Remember that it’s a people business before all.
“To me it comes down to really being respectful and treating your employees how you [would] want to be treated.” —Micheline Mendelsohn
Look to them beyond the job description, but to who they are as a person.
“We [Sunnyside Restaurant Group] do have some policies in place, but we pay more attention to the individual, what their needs are and what they can bring to the table.” —Micheline Mendelsohn
Create growth opportunities to entice and reward them.
‘’[People that] start off with you in a certain position and grow through every position; they really know your brand and they really know the customers. It makes sense for us as owners to look at them and say okay we can work with you on this, you’re really good at this and this is what’s going to help get [you] to the next level.’’ —Micheline Mendelsohn
Strive for a supportive and flexible work environment.
‘’In the industry, we have perverted what it means to be a kitchen family… We have to stop abusing our workforce and we have to start making pathways for their health and work life balance.
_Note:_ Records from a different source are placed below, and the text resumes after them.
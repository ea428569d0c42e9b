use std::any::type_name;
use std::mem::ManuallyDrop;
use std::ptr::{self, addr_of, addr_of_mut, NonNull};
use std::sync::atomic::Ordering::{Acquire, Relaxed, Release};

use super::maybe_std::{fence, AtomicBool, AtomicUsize};
use super::reclaim;

/// A count beyond this value aborts the process rather than risk wrapping around.
const MAX_REFCOUNT: usize = isize::MAX as usize;

/// The unit of `weak` held by all the strong references together.
const GROUP: usize = 1;

/// The unit of `weak` held by each weak reference.
const WEAK: usize = 2;

/// [`Disposer`] receives the managed value when its last strong reference is released.
///
/// The disposer runs on whichever thread releases the last strong reference. A disposer can
/// forward the value to another thread when the value has to be torn down there, e.g., native
/// resources owned by a UI thread.
///
/// # Examples
///
/// ```
/// use rcd::Rcref;
/// use std::sync::mpsc::channel;
///
/// let (sender, receiver) = channel();
/// let window = Rcref::with_disposer(String::from("window"), move |w: String| {
///     sender.send(w).unwrap();
/// });
/// let window_clone = window.clone();
///
/// drop(window);
/// assert!(receiver.try_recv().is_err());
///
/// drop(window_clone);
/// assert_eq!(receiver.recv().unwrap(), "window");
/// ```
pub trait Disposer<T>: Send {
    /// Disposes of the value.
    fn dispose(self, value: T);

    /// Disposes of the value where it lives.
    ///
    /// The default implementation moves the value out and passes it to [`Disposer::dispose`].
    ///
    /// # Safety
    ///
    /// `value` must point to a valid value that is never used again.
    #[inline]
    unsafe fn dispose_at(self, value: *mut T)
    where
        Self: Sized,
    {
        self.dispose(unsafe { ptr::read(value) });
    }
}

/// [`DropInPlace`] drops the value at its address, on the thread that released the last strong
/// reference.
#[derive(Clone, Copy, Debug, Default)]
pub struct DropInPlace;

impl<T> Disposer<T> for DropInPlace {
    #[inline]
    fn dispose(self, value: T) {
        drop(value);
    }

    #[inline]
    unsafe fn dispose_at(self, value: *mut T) {
        unsafe {
            ptr::drop_in_place(value);
        }
    }
}

impl<T, F: FnOnce(T) + Send> Disposer<T> for F {
    #[inline]
    fn dispose(self, value: T) {
        self(value);
    }
}

/// [`Descriptor`] is the control block shared by every handle to one managed object.
///
/// The lowest bit of `weak` is held on behalf of all the strong references together; it is
/// cleared right after the value is disposed of, and the descriptor is deallocated when `weak`
/// drops to zero. Every weak reference adds [`WEAK`], so the number of weak references can be
/// read at any time, including while the value is being disposed of.
#[repr(C)]
pub(super) struct Descriptor {
    strong: AtomicUsize,
    weak: AtomicUsize,
    published: AtomicBool,
    vtable: &'static VTable,
}

/// Type-erased routines of the allocation headed by a [`Descriptor`].
pub(super) struct VTable {
    dispose: unsafe fn(NonNull<Descriptor>),
    deallocate: unsafe fn(NonNull<Descriptor>),
    /// Returns the address of the value, if the allocation owns it.
    value: Option<unsafe fn(NonNull<Descriptor>) -> *const ()>,
}

/// [`Combined`] allocates the value right after its [`Descriptor`].
#[repr(C)]
pub(super) struct Combined<T, D: Disposer<T>> {
    descriptor: Descriptor,
    disposer: ManuallyDrop<D>,
    value: ManuallyDrop<T>,
}

/// [`External`] is a [`Descriptor`] for a value that it does not own.
#[repr(C)]
pub(super) struct External<F: FnOnce() + Send> {
    descriptor: Descriptor,
    on_released: ManuallyDrop<F>,
}

impl Descriptor {
    #[inline]
    fn new(vtable: &'static VTable) -> Self {
        Self {
            strong: AtomicUsize::new(1),
            weak: AtomicUsize::new(GROUP),
            published: AtomicBool::new(false),
            vtable,
        }
    }

    /// Returns the number of strong references.
    #[inline]
    pub(super) fn strong_count(&self) -> usize {
        self.strong.load(Acquire)
    }

    /// Returns the number of weak references.
    ///
    /// The value may be stale if other threads are concurrently releasing references.
    #[inline]
    pub(super) fn weak_count(&self) -> usize {
        self.weak.load(Acquire) / WEAK
    }

    /// Returns `true` if `address` is the address of the value the descriptor owns, and the
    /// caller holds the only reference to it.
    ///
    /// The caller must own one of the strong references exclusively.
    #[inline]
    pub(super) fn is_unique(this: NonNull<Self>, address: *const ()) -> bool {
        let descriptor = unsafe { this.as_ref() };
        descriptor
            .vtable
            .value
            .is_some_and(|value| unsafe { value(this) } == address)
            && descriptor.weak.load(Acquire) == GROUP
            && descriptor.strong.load(Acquire) == 1
    }

    /// Makes the descriptor outlive every reader that may have found it in an atomic cell.
    ///
    /// Must be called before the descriptor is made reachable from an atomic cell.
    #[inline]
    pub(super) fn publish(&self) {
        if !self.published.load(Relaxed) {
            self.published.store(true, Relaxed);
        }
    }

    /// Adds a strong reference.
    ///
    /// The caller must already own a strong reference.
    #[inline]
    pub(super) fn add_strong(&self) {
        let previous = self.strong.fetch_add(1, Relaxed);
        debug_assert_ne!(previous, 0, "strong reference added to a disposed value");
        if previous > MAX_REFCOUNT {
            std::process::abort();
        }
    }

    /// Tries to add a strong reference, failing if the value has been disposed of.
    ///
    /// The count is never raised from zero; the loop gives up as soon as it reads zero.
    #[inline]
    pub(super) fn try_upgrade(&self) -> bool {
        let mut current = self.strong.load(Relaxed);
        loop {
            if current == 0 {
                return false;
            }
            if current > MAX_REFCOUNT {
                std::process::abort();
            }
            match self
                .strong
                .compare_exchange_weak(current, current + 1, Acquire, Relaxed)
            {
                Ok(_) => return true,
                Err(actual) => {
                    current = actual;
                }
            }
        }
    }

    /// Adds a weak reference.
    ///
    /// The caller must already own a strong or a weak reference.
    #[inline]
    pub(super) fn add_weak(&self) {
        let previous = self.weak.fetch_add(WEAK, Relaxed);
        debug_assert_ne!(previous, 0, "weak reference added to a deallocated descriptor");
        if previous > MAX_REFCOUNT {
            std::process::abort();
        }
    }

    /// Tries to add a weak reference, failing if the descriptor is about to be deallocated.
    ///
    /// The caller must keep the memory of the descriptor from being reclaimed.
    #[inline]
    pub(super) fn try_add_weak(&self) -> bool {
        let mut current = self.weak.load(Relaxed);
        loop {
            if current == 0 {
                return false;
            }
            if current > MAX_REFCOUNT {
                std::process::abort();
            }
            match self
                .weak
                .compare_exchange_weak(current, current + WEAK, Acquire, Relaxed)
            {
                Ok(_) => return true,
                Err(actual) => {
                    current = actual;
                }
            }
        }
    }

    /// Drops a strong reference.
    ///
    /// Returns `true` if the last strong reference was dropped and the value was disposed of.
    ///
    /// # Safety
    ///
    /// The caller must own a strong reference to `this`, and must not use it afterwards.
    #[inline]
    pub(super) unsafe fn release_strong(this: NonNull<Self>) -> bool {
        let (previous, vtable) = {
            let descriptor = unsafe { this.as_ref() };
            (descriptor.strong.fetch_sub(1, Release), descriptor.vtable)
        };
        debug_assert_ne!(previous, 0, "strong reference released twice");
        if previous != 1 {
            return false;
        }

        // Every write made through other strong references happens before the disposal.
        fence(Acquire);
        unsafe {
            (vtable.dispose)(this);
            Self::release_units(this, GROUP);
        }
        true
    }

    /// Drops a weak reference.
    ///
    /// Returns `true` if the descriptor was deallocated.
    ///
    /// # Safety
    ///
    /// The caller must own a weak reference to `this`, and must not use it afterwards.
    #[inline]
    pub(super) unsafe fn release_weak(this: NonNull<Self>) -> bool {
        unsafe { Self::release_units(this, WEAK) }
    }

    #[inline]
    unsafe fn release_units(this: NonNull<Self>, units: usize) -> bool {
        let previous = unsafe { this.as_ref() }.weak.fetch_sub(units, Release);
        debug_assert!(previous >= units, "weak reference released twice");
        if previous != units {
            return false;
        }

        fence(Acquire);
        if unsafe { this.as_ref() }.published.load(Relaxed) {
            // Readers of an atomic cell may still be looking at the counters.
            unsafe {
                reclaim::defer(this, Self::deallocate);
            }
        } else {
            unsafe {
                Self::deallocate(this);
            }
        }
        true
    }

    unsafe fn deallocate(this: NonNull<Self>) {
        unsafe {
            (this.as_ref().vtable.deallocate)(this);
        }

        #[cfg(test)]
        super::tests::DEALLOCATED.with(|cnt| cnt.set(cnt.get() + 1));
    }
}

impl<T, D: Disposer<T>> Combined<T, D> {
    const VTABLE: VTable = VTable {
        dispose: Self::dispose,
        deallocate: Self::deallocate,
        value: Some(Self::value),
    };

    /// Allocates a new [`Descriptor`] together with the value.
    ///
    /// Returns a pointer to the value and a pointer to the descriptor owning one strong
    /// reference.
    #[inline]
    pub(super) fn allocate(value: T, disposer: D) -> (NonNull<T>, NonNull<Descriptor>) {
        let boxed = Box::new(Self {
            descriptor: Descriptor::new(&Self::VTABLE),
            disposer: ManuallyDrop::new(disposer),
            value: ManuallyDrop::new(value),
        });
        let this = Box::into_raw(boxed);
        unsafe {
            let value_ptr = addr_of_mut!((*this).value).cast::<T>();
            (
                NonNull::new_unchecked(value_ptr),
                NonNull::new_unchecked(this).cast::<Descriptor>(),
            )
        }
    }

    unsafe fn dispose(descriptor: NonNull<Descriptor>) {
        let this = descriptor.cast::<Self>().as_ptr();
        let disposer = unsafe { ManuallyDrop::into_inner(ptr::read(addr_of!((*this).disposer))) };
        log::trace!("disposing of {}", type_name::<T>());
        unsafe {
            disposer.dispose_at(addr_of_mut!((*this).value).cast::<T>());
        }
    }

    unsafe fn deallocate(descriptor: NonNull<Descriptor>) {
        log::trace!("deallocating the descriptor of {}", type_name::<T>());
        drop(unsafe { Box::from_raw(descriptor.cast::<Self>().as_ptr()) });
    }

    unsafe fn value(descriptor: NonNull<Descriptor>) -> *const () {
        let this = descriptor.cast::<Self>().as_ptr();
        unsafe { addr_of!((*this).value).cast::<()>() }
    }
}

impl<F: FnOnce() + Send> External<F> {
    const VTABLE: VTable = VTable {
        dispose: Self::dispose,
        deallocate: Self::deallocate,
        value: None,
    };

    /// Allocates a new [`Descriptor`] for a value living somewhere else.
    ///
    /// `on_released` is invoked when the last strong reference is dropped.
    #[inline]
    pub(super) fn allocate(on_released: F) -> NonNull<Descriptor> {
        let boxed = Box::new(Self {
            descriptor: Descriptor::new(&Self::VTABLE),
            on_released: ManuallyDrop::new(on_released),
        });
        unsafe { NonNull::new_unchecked(Box::into_raw(boxed)).cast::<Descriptor>() }
    }

    unsafe fn dispose(descriptor: NonNull<Descriptor>) {
        let this = descriptor.cast::<Self>().as_ptr();
        let on_released =
            unsafe { ManuallyDrop::into_inner(ptr::read(addr_of!((*this).on_released))) };
        log::trace!("releasing an external value");
        on_released();
    }

    unsafe fn deallocate(descriptor: NonNull<Descriptor>) {
        drop(unsafe { Box::from_raw(descriptor.cast::<Self>().as_ptr()) });
    }
}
It’s the only way, as an industry, we’re going to move forward.’’ —Paola Velez
Give them a chance to impress you.
‘’If you let go and find the good in people, it will come back to you…. That doesn’t mean you’re not going to get burned. Stuff happens. It’s a restaurant. But overall, you will have a better enjoyment of your work if you just ease off people and let it flow.’’ —Micheline Mendelsohn
Be transparent about who you are not only as a leader, but also as a human being.
‘’At the end of the day, owners intrust me to caretake their operation and then employees entrust me to take care of their livelihood. So I make sure that they know who I am and where my shortcomings are so they don’t feel offended [by my actions].” —Paola Velez
Reevaluate the ways in which you communicate criticism.
“Overall, if someone is doing something that you don’t like or that’s wrong, I think you [should] talk to them face to face in a normal voice. It helps their mental state and also your mental state.” —Micheline Mendelsohn
Be receptive to feedback in order to effectively lead your team.
“[I] have an open door policy. You can talk to me anytime of the day and tell me where I went wrong so I can adjust my management styles to your needs.” —Paola Velez
Let people express themselves.
‘’Allow your managers to come up with their own ideas and listen to [your] employees’ thoughts. It builds a very cohesive team [that is] able to move forward and make that experience just so much nicer for everyone that walks through the door.’’ —Micheline Mendelsohn
Publicly acknowledge those who deserve it.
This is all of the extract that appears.